The obvious first test is to run a user defined, fixed-sized page file, this is the option that tends to be most favoured by people and the thinking behind it makes a lot of sense; creating a fixed page file when Windows is first installed eliminates the chance of fragmentation so provides an optimal single continuous file. If you make this large enough then apart from losing a few gigabytes of drive space there's no real downside.
Our next scenario runs along the same lines but does so with the page file stored on its own partition on the same drive. This has been suggested as an optimal solution, but it has been pointed out that this unnecessarily encourages excessive amounts of drive head thrashing. As it ends up with the page file being physically removed from the working data.
This certainly rings true for us, we'd imagine in certain situations it would be fine for large sequential writes and reads to the page file, but in reality we'd imagine this is less the case particularly when multitasking. Unfortunately, this is one area our benchmark won't test very strongly, but we can see how it performs under our heavy single memory load.
Scenario four is running the page file off a secondary SATA hard drive. Before you get up in arms, it's a similar 250GB 7,200rpm Hitachi Deskstar made within six months of the other drive, so raw performance should be very similar.

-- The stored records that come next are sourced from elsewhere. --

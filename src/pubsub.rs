//! The pub command enum and the single-consumer pub loop that mutates
//! [`SubCache`] and fans responses out to subscribers (spec.md §4.8).
//!
//! Grounded on `comms::Gate::update_data` for the fan-out shape (iterate
//! subscribers, try to send, drop ones that can't take it) and on
//! `comms::GateAgent`/`Link` for the command-enum-over-a-channel pattern
//! that lets every other task talk to a single owning task without a lock.
use std::sync::Arc;

use log::{debug, warn};

use crate::queue::Receiver;
use crate::response::{Res, Resolved};
use crate::subcache::SubCache;
use crate::text::Text;
use crate::upgraded::Upgraded;

/// A command passed through the pub queue (spec.md §3, Pub).
pub enum Pub {
    Subscribe { key: (u64, u64), upgraded: Arc<Upgraded>, subject: String },
    Unsubscribe { cid: u64, sid: Option<u64>, subject: Option<String> },
    Publish { subject: String, text: Text },
    Write { upgraded: Arc<Upgraded>, text: Text },
    Close { upgraded: Arc<Upgraded> },
}

/// Runs the pub loop until its receiving end of the pub queue is closed
/// (i.e. every `Sender<Pub>` clone — one per worker/connection — has been
/// dropped), matching spec.md §5's "the pub loop exits when pub-queue
/// drains" shutdown behavior: a closed mpsc channel only reports `None`
/// once it is both closed and empty.
pub async fn run(mut queue: Receiver<Pub>, max_push_pending: i64) {
    let mut cache = SubCache::new();
    while let Some(cmd) = queue.pop().await {
        handle(&mut cache, cmd, max_push_pending);
    }
    debug!("pub loop exiting: queue drained");
}

fn handle(cache: &mut SubCache, cmd: Pub, max_push_pending: i64) {
    match cmd {
        Pub::Subscribe { key, upgraded, subject } => {
            upgraded.add_subject(subject.clone());
            cache.subscribe(key, upgraded.clone(), subject);
            upgraded.dec_pending();
        }
        Pub::Unsubscribe { cid, sid, subject } => {
            upgraded_remove_subject(cache, cid, subject.as_deref());
            match sid {
                Some(sid) => cache.unsubscribe((cid, sid)),
                None => cache.unsubscribe_all(cid),
            }
        }
        Pub::Publish { subject, text } => {
            for upgraded in cache.matching(&subject) {
                let res = Res::Ready(Resolved::new(text.clone(), false));
                if !upgraded.try_write(res, max_push_pending) {
                    warn!("dropping publish to cid {}: back-pressure", upgraded.cid);
                }
            }
        }
        Pub::Write { upgraded, text } => {
            let res = Res::Ready(Resolved::new(text, false));
            if !upgraded.try_write(res, max_push_pending) {
                warn!("dropping write to cid {}: back-pressure", upgraded.cid);
            }
        }
        Pub::Close { upgraded } => {
            let res = Res::Ready(Resolved::new(Text::create(&[][..]), true));
            let _ = upgraded.try_write(res, 0);
            cache.unsubscribe_all(upgraded.cid);
        }
    }
}

/// Best-effort removal of a subject from its owning `Upgraded`'s own set
/// (the cache only stores the lookup index; the authoritative subject list
/// lives on the `Upgraded` itself).
fn upgraded_remove_subject(cache: &SubCache, cid: u64, subject: Option<&str>) {
    for upgraded in cache.matching_by_cid(cid) {
        upgraded.remove_subject(subject);
    }
}

#[cfg(test)]
mod test {
    use super::*;

    fn upgraded(cid: u64) -> (Arc<Upgraded>, crate::queue::Receiver<Res>) {
        let (tx, rx) = crate::queue::bounded(8);
        let (pub_tx, _pub_rx) = crate::queue::bounded(8);
        (Arc::new(Upgraded::new(cid, tx, pub_tx)), rx)
    }

    #[test]
    fn subscribe_then_publish_delivers_to_matching_subscriber() {
        let mut cache = SubCache::new();
        let (up, mut rx) = upgraded(1);
        handle(&mut cache, Pub::Subscribe {
            key: (1, 1),
            upgraded: up.clone(),
            subject: "news.*".into(),
        }, 0);
        handle(&mut cache, Pub::Publish {
            subject: "news.sports".into(),
            text: Text::create(b"goal"),
        }, 0);
        let res = rx.try_pop().expect("expected a delivered response");
        match res {
            Res::Ready(r) => assert_eq!(r.text.as_bytes(), b"goal"),
            _ => panic!("expected a ready response"),
        }
    }

    #[test]
    fn publish_does_not_deliver_to_non_matching_subscriber() {
        let mut cache = SubCache::new();
        let (up, mut rx) = upgraded(1);
        handle(&mut cache, Pub::Subscribe {
            key: (1, 1),
            upgraded: up,
            subject: "news.weather".into(),
        }, 0);
        handle(&mut cache, Pub::Publish {
            subject: "news.sports".into(),
            text: Text::create(b"goal"),
        }, 0);
        assert!(rx.try_pop().is_none());
    }

    #[test]
    fn close_drops_all_subscriptions_for_the_connection() {
        let mut cache = SubCache::new();
        let (up, _rx) = upgraded(1);
        handle(&mut cache, Pub::Subscribe {
            key: (1, 1),
            upgraded: up.clone(),
            subject: "a.*".into(),
        }, 0);
        handle(&mut cache, Pub::Close { upgraded: up }, 0);
        assert!(cache.is_empty());
    }
}
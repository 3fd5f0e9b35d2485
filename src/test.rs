//! End-to-end scenarios driving a whole connection through [`conn::run`]
//! over an in-memory duplex pair, the way the teacher exercises a whole
//! unit/target pipeline in its own top-level `test.rs` rather than unit
//! testing `Manager` in isolation.
#![cfg(test)]

use std::path::PathBuf;
use std::sync::Arc;
use std::time::Duration;

use tokio::io::{AsyncReadExt, AsyncWriteExt, DuplexStream};

use crate::conn::{self, Shared};
use crate::hooks::{Hook, HookKind, HookTable, PushHandler};
use crate::metrics::ServerMetrics;
use crate::page_cache::PageCache;
use crate::pubsub;
use crate::queue;
use crate::request::Method;
use crate::response::Res;
use crate::upgraded::Upgraded;
use crate::worker;
use crate::ws;

const RECV_TIMEOUT: Duration = Duration::from_secs(1);

/// Turns on verbose stderr logging for ad hoc debugging of a single test;
/// not wired into any test by default.
#[allow(dead_code)]
pub fn init_log() {
    stderrlog::new().verbosity(5).init().unwrap();
}

fn tempdir() -> PathBuf {
    let mut dir = std::env::temp_dir();
    dir.push(format!("corehttpd-e2e-test-{}-{}", std::process::id(), conn::next_connection_id()));
    std::fs::create_dir_all(&dir).unwrap();
    dir
}

/// Builds a [`Shared`] with a running worker and pub loop, the same shape
/// [`crate::manager::Manager::start`] wires up, minus the listen loops.
fn start_shared(hooks: HookTable, page_cache: PageCache) -> Arc<Shared> {
    start_shared_with(hooks, page_cache, false)
}

fn start_shared_with(hooks: HookTable, page_cache: PageCache, root_first: bool) -> Arc<Shared> {
    let (eval_tx, eval_rx) = queue::bounded(64);
    let (pub_tx, pub_rx) = queue::bounded(64);

    let shared = Arc::new(Shared {
        hooks: Arc::new(hooks),
        page_cache: Arc::new(page_cache),
        worker_queue: eval_tx,
        pub_queue: pub_tx.clone(),
        max_push_pending: 16,
        metrics: ServerMetrics::new(),
        pedantic: false,
        root_first,
    });

    tokio::spawn(worker::run(eval_rx, pub_tx));
    tokio::spawn(pubsub::run(pub_rx, 16));
    shared
}

/// Spawns a connection task wired to one end of an in-memory duplex pipe,
/// returning the other end for the test to drive as "the client".
fn spawn_connection(shared: Arc<Shared>) -> DuplexStream {
    let (client, server) = tokio::io::duplex(8192);
    let cid = conn::next_connection_id();
    tokio::spawn(conn::run(server, cid, shared));
    client
}

async fn read_response(client: &mut DuplexStream) -> Vec<u8> {
    let mut buf = vec![0u8; 8192];
    let n = tokio::time::timeout(RECV_TIMEOUT, client.read(&mut buf))
        .await
        .expect("timed out waiting for a response")
        .expect("read error");
    buf.truncate(n);
    buf
}

fn mask_client_text_frame(payload: &[u8]) -> Vec<u8> {
    let mask = [0x11, 0x22, 0x33, 0x44];
    let mut out = vec![0x81]; // FIN, text opcode
    assert!(payload.len() <= 125, "test helper only covers short frames");
    out.push(0x80 | payload.len() as u8);
    out.extend_from_slice(&mask);
    for (i, b) in payload.iter().enumerate() {
        out.push(b ^ mask[i % 4]);
    }
    out
}

const WS_KEY: &str = "dGhlIHNhbXBsZSBub25jZQ==";

fn ws_handshake_request(path: &str) -> Vec<u8> {
    format!(
        "GET {path} HTTP/1.1\r\n\
         Host: localhost\r\n\
         Upgrade: websocket\r\n\
         Connection: Upgrade\r\n\
         Sec-WebSocket-Key: {WS_KEY}\r\n\r\n"
    ).into_bytes()
}

//============ Scenario 1: static GET ========================================

#[tokio::test(flavor = "multi_thread")]
async fn static_get_serves_index_html() {
    let dir = tempdir();
    std::fs::write(dir.join("index.html"), b"<html>hi</html>").unwrap();

    let page_cache = PageCache::new();
    page_cache.set_root(dir);
    let shared = start_shared(HookTable::new(), page_cache);
    let mut client = spawn_connection(shared);

    client.write_all(b"GET /index.html HTTP/1.1\r\nHost: localhost\r\nConnection: close\r\n\r\n").await.unwrap();
    let resp = read_response(&mut client).await;
    let resp = String::from_utf8_lossy(&resp);

    assert!(resp.starts_with("HTTP/1.1 200 OK"), "{resp}");
    assert!(resp.contains("Content-Type: text/html"), "{resp}");
    assert!(resp.ends_with("<html>hi</html>"), "{resp}");
}

//============ Scenario 2: 404 with no hook and no file ======================

#[tokio::test(flavor = "multi_thread")]
async fn missing_route_and_file_is_404() {
    let page_cache = PageCache::new();
    page_cache.set_root(tempdir());
    let shared = start_shared(HookTable::new(), page_cache);
    let mut client = spawn_connection(shared);

    client.write_all(b"GET /nope HTTP/1.1\r\nHost: localhost\r\n\r\n").await.unwrap();
    let resp = read_response(&mut client).await;
    let resp = String::from_utf8_lossy(&resp);

    assert!(resp.starts_with("HTTP/1.1 404 Not Found"), "{resp}");
    assert!(resp.contains("Connection: Close"), "{resp}");
}

//============ Scenario 3: POST without Content-Length =======================

#[tokio::test(flavor = "multi_thread")]
async fn post_without_content_length_is_411() {
    let shared = start_shared(HookTable::new(), PageCache::new());
    let mut client = spawn_connection(shared);

    client.write_all(b"POST /anything HTTP/1.1\r\nHost: localhost\r\n\r\n").await.unwrap();
    let resp = read_response(&mut client).await;
    let resp = String::from_utf8_lossy(&resp);

    assert!(resp.starts_with("HTTP/1.1 411 Length Required"), "{resp}");
}

//============ Scenario 4: WebSocket handshake ===============================

#[tokio::test(flavor = "multi_thread")]
async fn websocket_handshake_computes_accept_key() {
    let mut hooks = HookTable::new();
    hooks.register(Hook::new(
        Method::Get, "/ws", HookKind::Base,
        Arc::new(|_req| crate::handler::HandlerResponse::new(200)),
    ));
    let shared = start_shared(hooks, PageCache::new());
    let mut client = spawn_connection(shared);

    client.write_all(&ws_handshake_request("/ws")).await.unwrap();
    let resp = read_response(&mut client).await;
    let resp = String::from_utf8_lossy(&resp);

    assert!(resp.starts_with("HTTP/1.1 101 Switching Protocols"), "{resp}");
    // From spec.md scenario 4 and RFC 6455 §1.3's worked example.
    assert!(resp.contains("Sec-WebSocket-Accept: s3pPLMBiTxaQ9kYGzzhZRbK+xOo="), "{resp}");
}

//============ Scenario 5: WebSocket echo ====================================

/// Echoes every text frame straight back onto the same connection.
struct EchoHandler;

impl PushHandler for EchoHandler {
    fn on_message(&self, up: &Arc<Upgraded>, payload: &[u8], _binary: bool) {
        let res = Res::Ready(crate::response::Resolved::new(ws::encode_text(payload), false));
        up.try_write(res, 0);
    }
}

#[tokio::test(flavor = "multi_thread")]
async fn websocket_echoes_text_frames() {
    let mut hooks = HookTable::new();
    hooks.register(
        Hook::new(Method::Get, "/ws", HookKind::Base, Arc::new(|_req| crate::handler::HandlerResponse::new(200)))
            .with_push(Arc::new(EchoHandler)),
    );
    let shared = start_shared(hooks, PageCache::new());
    let mut client = spawn_connection(shared);

    client.write_all(&ws_handshake_request("/ws")).await.unwrap();
    let _handshake = read_response(&mut client).await;

    client.write_all(&mask_client_text_frame(b"hi")).await.unwrap();
    let frame = read_response(&mut client).await;

    // spec.md scenario 5: server frame for payload "hi" is 81 02 68 69.
    assert_eq!(frame, vec![0x81, 0x02, 0x68, 0x69]);
}

//============ Scenario 6: pub/sub fan-out ===================================

/// A minimal room protocol driven entirely over the WS text channel:
/// `sub:<subject>` subscribes the connection, `pub:<subject>:<body>`
/// publishes a ws-encoded text frame to every subscriber of `<subject>`.
struct RoomHandler;

impl PushHandler for RoomHandler {
    fn on_message(&self, up: &Arc<Upgraded>, payload: &[u8], _binary: bool) {
        let msg = String::from_utf8_lossy(payload);
        if let Some(subject) = msg.strip_prefix("sub:") {
            up.subscribe(1, subject.to_string());
        } else if let Some(rest) = msg.strip_prefix("pub:") {
            if let Some((subject, body)) = rest.split_once(':') {
                up.publish(subject.to_string(), ws::encode_text(body.as_bytes()));
            }
        }
    }
}

fn room_hooks() -> HookTable {
    let mut hooks = HookTable::new();
    hooks.register(
        Hook::new(Method::Get, "/ws", HookKind::Base, Arc::new(|_req| crate::handler::HandlerResponse::new(200)))
            .with_push(Arc::new(RoomHandler)),
    );
    hooks
}

#[tokio::test(flavor = "multi_thread")]
async fn publish_fans_out_to_matching_subscribers_only() {
    let shared = start_shared(room_hooks(), PageCache::new());

    let mut a = spawn_connection(Arc::clone(&shared));
    let mut b = spawn_connection(Arc::clone(&shared));

    for client in [&mut a, &mut b] {
        client.write_all(&ws_handshake_request("/ws")).await.unwrap();
        let _handshake = read_response(client).await;
        client.write_all(&mask_client_text_frame(b"sub:room.1.*")).await.unwrap();
    }

    // Give the pub loop time to record both subscriptions before publishing.
    tokio::time::sleep(Duration::from_millis(50)).await;

    let mut publisher = spawn_connection(Arc::clone(&shared));
    publisher.write_all(&ws_handshake_request("/ws")).await.unwrap();
    let _handshake = read_response(&mut publisher).await;
    publisher.write_all(&mask_client_text_frame(b"pub:room.1.chat:hello")).await.unwrap();

    // Server->client frames are unmasked; `ws::decode` only handles the
    // masked client-frame shape, so check the opcode/length/payload directly.
    for client in [&mut a, &mut b] {
        let frame = read_response(client).await;
        assert_eq!(frame[0] & 0x0f, 0x1, "expected a text frame");
        let len = (frame[1] & 0x7f) as usize;
        assert_eq!(&frame[2..2 + len], b"hello");
    }

    publisher.write_all(&mask_client_text_frame(b"pub:room.2.chat:should-not-arrive")).await.unwrap();
    let nothing = tokio::time::timeout(Duration::from_millis(200), a.read(&mut [0u8; 16])).await;
    assert!(nothing.is_err(), "expected no frame for a non-matching subject");
}

//============ root_first: static files beat hooks on GET ====================

#[tokio::test(flavor = "multi_thread")]
async fn root_first_serves_the_file_even_when_a_hook_also_matches() {
    let dir = tempdir();
    std::fs::write(dir.join("shadowed.txt"), b"from disk").unwrap();
    let page_cache = PageCache::new();
    page_cache.set_root(dir);

    let mut hooks = HookTable::new();
    hooks.register(Hook::new(
        Method::Get, "/shadowed.txt", HookKind::Base,
        Arc::new(|_req| crate::handler::HandlerResponse::with_body(200, "from hook")),
    ));

    let shared = start_shared_with(hooks, page_cache, true);
    let mut client = spawn_connection(shared);

    client.write_all(b"GET /shadowed.txt HTTP/1.1\r\nHost: localhost\r\nConnection: close\r\n\r\n").await.unwrap();
    let resp = read_response(&mut client).await;
    let resp = String::from_utf8_lossy(&resp);

    assert!(resp.starts_with("HTTP/1.1 200 OK"), "{resp}");
    assert!(resp.ends_with("from disk"), "{resp}");
}

#[tokio::test(flavor = "multi_thread")]
async fn root_first_falls_through_to_the_hook_on_a_cache_miss() {
    let page_cache = PageCache::new();
    page_cache.set_root(tempdir());

    let mut hooks = HookTable::new();
    hooks.register(Hook::new(
        Method::Get, "/only-a-hook", HookKind::Base,
        Arc::new(|_req| crate::handler::HandlerResponse::with_body(200, "from hook")),
    ));

    let shared = start_shared_with(hooks, page_cache, true);
    let mut client = spawn_connection(shared);

    client.write_all(b"GET /only-a-hook HTTP/1.1\r\nHost: localhost\r\nConnection: close\r\n\r\n").await.unwrap();
    let resp = read_response(&mut client).await;
    let resp = String::from_utf8_lossy(&resp);

    assert!(resp.starts_with("HTTP/1.1 200 OK"), "{resp}");
    assert!(resp.ends_with("from hook"), "{resp}");
}
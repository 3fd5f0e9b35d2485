//! The ambient admin/metrics HTTP surface.
//!
//! This is deliberately a second, `hyper`-based server next to the core's
//! own `httparse`-driven connection handling in `conn.rs`: the core owns
//! HTTP/WS/SSE framing for application traffic because that framing is
//! first-class in-scope behavior, but `/metrics` and `/status` are an
//! operational side channel with no reason to hand-roll, so they get the
//! full `hyper` stack the way the teacher's `http.rs` always ran its
//! admin surface.
//!
//! Server configuration happens via the [`Server`] struct that normally is
//! part of the [`Config`](crate::config::Config).

use std::fmt;
use std::convert::Infallible;
use std::net::SocketAddr;
use std::net::TcpListener as StdListener;
use std::sync::{Arc, Mutex, Weak};
use arc_swap::ArcSwap;
use bytes::Bytes;
use chrono::{DateTime, Utc};
use daemonbase::error::ExitError;
use futures_util::stream::{Stream, StreamExt};
use http_body_util::{BodyExt, Empty, Full, StreamBody};
use http_body_util::combinators::BoxBody;
use hyper::{Method, StatusCode};
use hyper::body::{Body, Frame};
use hyper::http::response::Builder;
use hyper::service::service_fn;
use hyper_util::rt::{TokioExecutor, TokioIo};
use log::{debug, error};
use serde::Deserialize;
use tokio::net::TcpListener;
use tokio::runtime::Runtime;
use crate::metrics;
use crate::utils::http::format_http_date;


//------------ Server --------------------------------------------------------

/// The configuration for the HTTP server.
#[derive(Clone, Deserialize)]
pub struct Server {
    /// The socket addresses to listen on.
    #[serde(rename = "http-listen")]
    listen: Vec<SocketAddr>,
}

impl Server {
    /// Runs the server.
    ///
    /// The method will start a new server listening on the sockets provided
    /// via the configuration and spawns it onto the given `runtime`. The
    /// method should be run before `runtime` is started. It will
    /// synchronously create and bind all required sockets before returning.
    ///
    /// The server will use `metrics` to produce information on its metrics
    /// related endpoints.
    pub fn run(
        &self,
        metrics: metrics::Collection,
        resources: Resources,
        runtime: &Runtime,
    ) -> Result<(), ExitError> {
        // Bind and collect all listeners first so we can error out
        // if any of them fails.
        let mut listeners = Vec::new();
        for addr in &self.listen {
            // Binding needs to have happened before dropping privileges
            // during detach. So we do this here synchronously.
            let listener = match StdListener::bind(addr) {
                Ok(listener) => listener,
                Err(err) => {
                    error!("Fatal: error listening on {}: {}", addr, err);
                    return Err(ExitError::default());
                }
            };
            if let Err(err) = listener.set_nonblocking(true) {
                error!(
                    "Fatal: failed to set listener {} to non-blocking: {}.",
                    addr, err
                );
                return Err(ExitError::default());
            }
            debug!("HTTP server listening on {}", addr);
            listeners.push((listener, addr));
        }

        // Now spawn the listeners onto the runtime. This way, they will start
        // doing their thing as soon as the runtime is started.
        for (listener, addr) in listeners {
            runtime.spawn(
                Self::single_listener(
                    listener, *addr, metrics.clone(), resources.clone()
                )
            );
        }
        Ok(())
    }
 
    /// Runs a single HTTP listener.
    ///
    /// Currently, this async function only resolves if the underlying
    /// listener encounters an error.
    async fn single_listener(
        listener: StdListener,
        addr: SocketAddr,
        metrics: metrics::Collection,
        resources: Resources,
    ) {
        let listener = match TcpListener::from_std(listener) {
            Ok(listener) => listener,
            Err(err) => {
                error!("Error on HTTP listener: {}", err);
                return
            }
        };
        loop {
            let stream = match listener.accept().await {
                Ok((stream, _addr)) => stream,
                Err(err) => {
                    error!("Fatal error in HTTP server {}: {}", addr, err);
                    break;
                }
            };
            let metrics = metrics.clone();
            let resources = resources.clone();
            tokio::task::spawn(async move {
                let _ = hyper_util::server::conn::auto::Builder::new(
                    TokioExecutor::new()
                ).serve_connection(
                    TokioIo::new(stream),
                    service_fn(move |req| {
                        let metrics = metrics.clone();
                        let resources = resources.clone();
                        async move {
                            Self::handle_request(
                                req, &metrics, &resources
                            ).await
                        }
                    })
                ).await;
            });
        }
    }

    /// Handles a single HTTP request.
    async fn handle_request(
        req: Request,
        metrics: &metrics::Collection,
        resources: &Resources,
    ) -> Result<Response, Infallible> {
        if *req.method() != Method::GET {
            return Ok(Self::method_not_allowed())
        }
        Ok(match req.uri().path() {
            "/metrics" => Self::metrics(metrics),
            "/status" => Self::status(metrics),
            _ => {
                match resources.process_request(&req) {
                    Some(response) => response,
                    None => Self::not_found()
                }
            }
        })
    }

    /// Produces the response for a call to the `/metrics` endpoint.
    fn metrics(metrics: &metrics::Collection) -> Response {
        ResponseBuilder::ok()
        .content_type(ContentType::PROMETHEUS)
        .body(metrics.assemble(metrics::OutputFormat::Prometheus))
    }

    /// Produces the response for a call to the `/status` endpoint.
    fn status(metrics: &metrics::Collection) -> Response {
        ResponseBuilder::ok()
        .content_type(ContentType::TEXT)
        .body(
            metrics.assemble(metrics::OutputFormat::Plain)
        )
    }

    /// Produces the response for a Method Not Allowed error.
    fn method_not_allowed() -> Response {
        ResponseBuilder::method_not_allowed()
        .content_type(ContentType::TEXT)
        .body("Method Not Allowed")
    }

    /// Produces the response for a Not Found error.
    fn not_found() -> Response {
        ResponseBuilder::not_found()
        .content_type(ContentType::TEXT)
        .body("Not Found")
    }
}


//------------ Resources -----------------------------------------------------

/// A collection of HTTP resources to be served by the server.
///
/// This type provides a shared collection. I.e., if a value is cloned, both
/// clones will reference the same collection. Both will see newly
/// added resources.
///
/// Such new resources can be registered with the [`register`][Self::register]
/// method. An HTTP request can be processed using the
/// [`process_request`][Self::process_request] method.
#[derive(Clone, Default)]
pub struct Resources {
    /// The currently registered sources.
    sources: Arc<ArcSwap<Vec<RegisteredResource>>>,

    /// A mutex to be held during registration of a new source.
    ///
    /// Updating `sources` is done by taking the existing sources,
    /// construct a new vec, and then swapping that vec into the arc. Because
    /// of this, updates cannot be done concurrently. The mutex guarantees
    /// that.
    register: Arc<Mutex<()>>,
}

impl Resources {
    /// Registers a new processor with the collection.
    ///
    /// The processor is given as a weak pointer so that it gets dropped
    /// when the owning component terminates.
    pub fn register(&self, process: Weak<dyn ProcessRequest>) {
        let lock = self.register.lock().unwrap();
        let old_sources = self.sources.load();
        let mut new_sources = Vec::new();
        for item in old_sources.iter() {
            if item.process.strong_count() > 0 {
                new_sources.push(item.clone())
            }
        }
        new_sources.push(
            RegisteredResource { process }
        );
        self.sources.store(new_sources.into());
        drop(lock);
    }

    /// Processes an HTTP request.
    ///
    /// Returns some response if any of the registered processors actually
    /// processed the particular request or `None` otherwise.
    pub fn process_request(
        &self, request: &Request,
    ) -> Option<Response> {
        let sources = self.sources.load();
        for item in sources.iter() {
            if let Some(process) = item.process.upgrade() {
                if let Some(response) = process.process_request(request) {
                    return Some(response)
                }
            }
        }
        None
    }
}


impl fmt::Debug for Resources {
    fn fmt(&self, f: &mut fmt::Formatter) -> fmt::Result {
        let len = self.sources.load().len();
        write!(f, "Resource({} processors)", len)
    }
}


//------------ RegisteredResource --------------------------------------------

/// All information on a resource registered with a collection.
#[derive(Clone)]
struct RegisteredResource {
    /// A weak pointer to the resource's processor.
    process: Weak<dyn ProcessRequest>,
}


//------------ ProcessRequest ------------------------------------------------

/// A type that can process an HTTP request.
pub trait ProcessRequest: Send + Sync {
    /// Processes an HTTP request.
    ///
    /// If the processor feels responsible for the request, it should return
    /// some response. This can be an error response. Otherwise it should
    /// return `None`.
    fn process_request(
        &self, request: &Request
    ) -> Option<Response>;
}

impl<T: ProcessRequest> ProcessRequest for Arc<T> {
    fn process_request(
        &self, request: &Request
    ) -> Option<Response> {
        AsRef::<T>::as_ref(self).process_request(request)
    }
}

impl<F> ProcessRequest for F
where F: Fn(&Request) -> Option<Response> + Sync + Send {
    fn process_request(
        &self, request: &Request
    ) -> Option<Response> {
        (self)(request)
    }
}


//------------ Request -------------------------------------------------------

pub type Request = hyper::Request<hyper::body::Incoming>;


//------------ Response ------------------------------------------------------

pub type Response = hyper::Response<BoxBody<Bytes, Infallible>>;


//------------ ResponseBuilder -----------------------------------------------

#[derive(Debug)]
pub struct ResponseBuilder {
    builder: Builder,
}

impl ResponseBuilder {
    /// Creates a new builder with the given status.
    pub fn new(status: StatusCode) -> Self {
        ResponseBuilder { builder:  Builder::new().status(status) }
    }

    /// Creates a new builder for a 200 OK response.
    pub fn ok() -> Self {
        Self::new(StatusCode::OK)
    }

    /// Creates a new builder for a Service Unavailable response.
    pub fn service_unavailable() -> Self {
        Self::new(StatusCode::SERVICE_UNAVAILABLE)
    }

    /// Creates a new builder for a Bad Request response.
    pub fn bad_request() -> Self {
        Self::new(StatusCode::BAD_REQUEST)
    }

    /// Creates a new builder for a Not Found response.
    pub fn not_found() -> Self {
        Self::new(StatusCode::NOT_FOUND)
    }

    /// Creates a new builder for a Not Modified response.
    pub fn not_modified() -> Self {
        Self::new(StatusCode::NOT_MODIFIED)
    }

    /// Creates a new builder for a Method Not Allowed response.
    pub fn method_not_allowed() -> Self {
        Self::new(StatusCode::METHOD_NOT_ALLOWED)
    }

    /// Creates a new builder for a Moved Permanently response.
    pub fn moved_permanently() -> Self {
        Self::new(StatusCode::MOVED_PERMANENTLY)
    }

    /// Adds the content type header.
    pub fn content_type(self, content_type: ContentType) -> Self {
        ResponseBuilder {
            builder: self.builder.header("Content-Type", content_type.0)
        }
    }

    /// Adds the ETag header.
    pub fn etag(self, etag: &str) -> Self {
        ResponseBuilder {
            builder: self.builder.header("ETag", etag)
        }
    }

    /// Adds the Last-Modified header.
    pub fn last_modified(self, last_modified: DateTime<Utc>) -> Self {
        ResponseBuilder {
            builder: self.builder.header(
                "Last-Modified",
                format_http_date(last_modified)
            )
        }
    }

    /// Adds the Location header.
    #[allow(dead_code)]
    pub fn location(self, location: &str) -> Self {
        ResponseBuilder {
            builder: self.builder.header(
                "Location",
                location
            )
        }
    }

    fn finalize<B>(self, body: B) -> Response
    where
        B: Body<Data = Bytes, Error = Infallible> + Send + Sync + 'static
    {
        self.builder.body(
            body.boxed()
        ).expect("broken HTTP response builder")
    }

    /// Finalizes the response by adding a body.
    pub fn body(self, body: impl Into<Bytes>) -> Response {
        self.finalize(Full::new(body.into()))
    }

    /// Finalizes the response by adding an empty body.
    pub fn empty(self) -> Response {
        self.finalize(Empty::new())
    }

    pub fn stream<S>(self, body: S) -> Response
    where
        S: Stream<Item = Bytes> + Send + Sync + 'static
    {
        self.finalize(
            StreamBody::new(body.map(|item| {
                Ok(Frame::data(item))
            }))
        )
    }
}


//------------ ContentType ---------------------------------------------------

#[derive(Clone, Debug)]
pub struct ContentType(&'static [u8]);

impl ContentType {
    pub const CSV: ContentType = ContentType(
        b"text/csv;charset=utf-8;header=present"
    );
    pub const JSON: ContentType = ContentType(b"application/json");
    pub const TEXT: ContentType = ContentType(b"text/plain;charset=utf-8");
    pub const PROMETHEUS: ContentType = ContentType(
        b"text/plain; version=0.0.4"
    );

    pub fn external(value: &'static [u8]) -> Self {
        ContentType(value)
    }
}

Otherwise we're running a fixed user-defined page file as per the other scenarios. We'd expect performance here to be among the best of the 'spinning disk' test as the dedicated SATA line will help eliminate drive thrashing due to separating the page file and system access to the drive.
This leads on to the final scenario which was added more as an intellectual test. We were interested to see if running two page files over two drives enabled Windows to perform any sort of intelligent cacheing or even RAID style spanning. If it balances storage against spare access capacity that could offer some benefits and the Microsoft Knowledge Base article seems to allude to that sort of practice.